### EXERCISE DESCRIPTION:
Answer with a number only: how many lines of the data contain "email"?

### DATA PROVIDED:
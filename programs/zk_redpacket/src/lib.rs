use anchor_lang::prelude::*;

declare_id!("H3hZ13CddRkJMBC1yNccibnWhHfCMcnT6heTCET9aT1X");

pub mod constants;
pub mod error;
pub mod event;
pub mod instructions;
pub mod state;
pub mod utils;

#[cfg(test)]
pub mod test;

use instructions::*;
use state::*;
use utils::{Groth16Proof, PublicSignals};

/**
 * ZK Red Packet Program
 *
 * Red packets whose shares can only be redeemed by holders of a verified email
 * identity. A claimer proves with a Groth16 proof that an email from the
 * configured domain was signed by the domain's registered DKIM key; the email
 * address itself never appears on chain.
 *
 * Key Features:
 * - Native SOL or SPL Token / Token 2022 packets
 * - Equal or random share sizes
 * - One claim per identity, scoped per packet or across the whole ledger
 * - Proofs bound to a destination commitment, so a proof cannot be redirected
 * - Deterministic identity mailboxes that can receive value before they exist
 * - Refund of the remainder to the creator after expiry
 *
 * Architecture:
 * - Key Registry PDA + Domain Key PDAs: DKIM key commitments per domain
 * - Verifier Config PDA: Groth16 verifying key of the claim circuit
 * - Mailbox Factory PDA: fixes the derivation inputs of identity mailboxes
 * - Packet Ledger PDA: packet id sequence and claim configuration
 * - Packet PDAs (+ Token Vault PDAs): escrowed value and share accounting
 * - Claim Record PDAs: spent identities
 * - Identity Mailbox PDAs: per-identity holding accounts
 *
 * Workflow:
 * 1. Operators set up registry, verifier, factory and ledger
 * 2. Creator creates and funds a packet
 * 3. Claimers claim with proofs, directly or into their identity mailbox
 * 4. Mailbox owners deploy their mailbox and withdraw with an identity proof
 * 5. Creator refunds the remainder after expiry and may close the packet
 */
#[program]
pub mod zk_redpacket {
    use super::*;

    /**
     * Creates a domain key registry owned by the signer
     *
     * Access Control: Anyone
     */
    pub fn initialize_registry(ctx: Context<InitializeRegistry>) -> Result<()> {
        handle_initialize_registry(ctx)
    }

    /**
     * Registers or rotates the DKIM key commitment of a domain
     *
     * @param domain - Lower case domain name
     * @param commitment - Non-zero key commitment
     *
     * Access Control: Registry authority only
     */
    pub fn set_key_commitment(
        ctx: Context<SetKeyCommitment>,
        domain: String,
        commitment: [u8; 32],
    ) -> Result<()> {
        handle_set_key_commitment(ctx, domain, commitment)
    }

    /**
     * Revokes the key commitment of a domain
     *
     * Access Control: Registry authority only
     */
    pub fn revoke_key_commitment(ctx: Context<RevokeKeyCommitment>, domain: String) -> Result<()> {
        handle_revoke_key_commitment(ctx, domain)
    }

    /**
     * Stores the Groth16 verifying key of the claim circuit
     *
     * Access Control: Anyone; the signer becomes the verifier authority
     */
    pub fn initialize_verifier(
        ctx: Context<InitializeVerifier>,
        verifying_key: VerifyingKeyData,
    ) -> Result<()> {
        handle_initialize_verifier(ctx, verifying_key)
    }

    /**
     * Replaces the verifying key
     *
     * Access Control: Verifier authority only
     */
    pub fn update_verifier(ctx: Context<UpdateVerifier>, verifying_key: VerifyingKeyData) -> Result<()> {
        handle_update_verifier(ctx, verifying_key)
    }

    /**
     * Creates a mailbox factory bound to a verifier, a registry and a domain
     *
     * Access Control: Anyone
     */
    pub fn initialize_factory(ctx: Context<InitializeFactory>, domain: String) -> Result<()> {
        handle_initialize_factory(ctx, domain)
    }

    /**
     * Creates a packet ledger on top of a factory
     *
     * @param claim_scope - Per-packet or global identity uniqueness
     *
     * Access Control: Anyone
     */
    pub fn initialize_ledger(ctx: Context<InitializeLedger>, claim_scope: ClaimScope) -> Result<()> {
        handle_initialize_ledger(ctx, claim_scope)
    }

    /**
     * Creates a packet funded with native lamports
     *
     * Access Control: Anyone; the signer becomes the creator
     */
    pub fn create_native_packet(
        ctx: Context<CreateNativePacket>,
        params: CreatePacketParams,
    ) -> Result<()> {
        handle_create_native_packet(ctx, params)
    }

    /**
     * Creates a packet funded with an SPL Token / Token 2022 mint
     *
     * Access Control: Anyone; the signer becomes the creator
     */
    pub fn create_token_packet(
        ctx: Context<CreateTokenPacket>,
        params: CreatePacketParams,
    ) -> Result<()> {
        handle_create_token_packet(ctx, params)
    }

    /**
     * Claims one share with an email identity proof
     *
     * @param proof - Groth16 proof
     * @param signals - [domain_key_commitment, identity_salt, destination_commitment]
     * @param route - Direct recipient or precomputed identity mailbox
     *
     * Access Control: Any holder of a valid proof
     */
    pub fn claim(
        ctx: Context<Claim>,
        proof: Groth16Proof,
        signals: PublicSignals,
        route: ClaimRoute,
    ) -> Result<()> {
        handle_claim(ctx, proof, signals, route)
    }

    /**
     * Returns the remainder of an expired packet to its creator
     *
     * Access Control: Creator only
     */
    pub fn refund(ctx: Context<Refund>) -> Result<()> {
        handle_refund(ctx)
    }

    /**
     * Read-only view of a packet and of one identity's claim on it
     */
    pub fn check_availability(
        ctx: Context<CheckAvailability>,
        identity_salt: [u8; 32],
    ) -> Result<Availability> {
        handle_check_availability(ctx, identity_salt)
    }

    /**
     * Closes a settled packet and its vault, returning rent to the creator
     *
     * Access Control: Creator only
     */
    pub fn close_packet(ctx: Context<ClosePacket>) -> Result<()> {
        handle_close_packet(ctx)
    }

    /**
     * Deploys the identity mailbox of a salt at its precomputed address
     *
     * Access Control: Anyone
     */
    pub fn deploy_mailbox(ctx: Context<DeployMailbox>, salt: [u8; 32]) -> Result<()> {
        handle_deploy_mailbox(ctx, salt)
    }

    /**
     * Withdraws a mailbox's balance of one asset with an identity proof
     *
     * @param asset_address - Token mint, or the default key for lamports
     *
     * Access Control: Any holder of a valid proof for the mailbox identity
     */
    pub fn withdraw_mailbox(
        ctx: Context<WithdrawMailbox>,
        asset_address: Pubkey,
        proof: Groth16Proof,
        signals: PublicSignals,
    ) -> Result<()> {
        handle_withdraw_mailbox(ctx, asset_address, proof, signals)
    }
}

### SOLUTION TO THIS EXERCISE:
4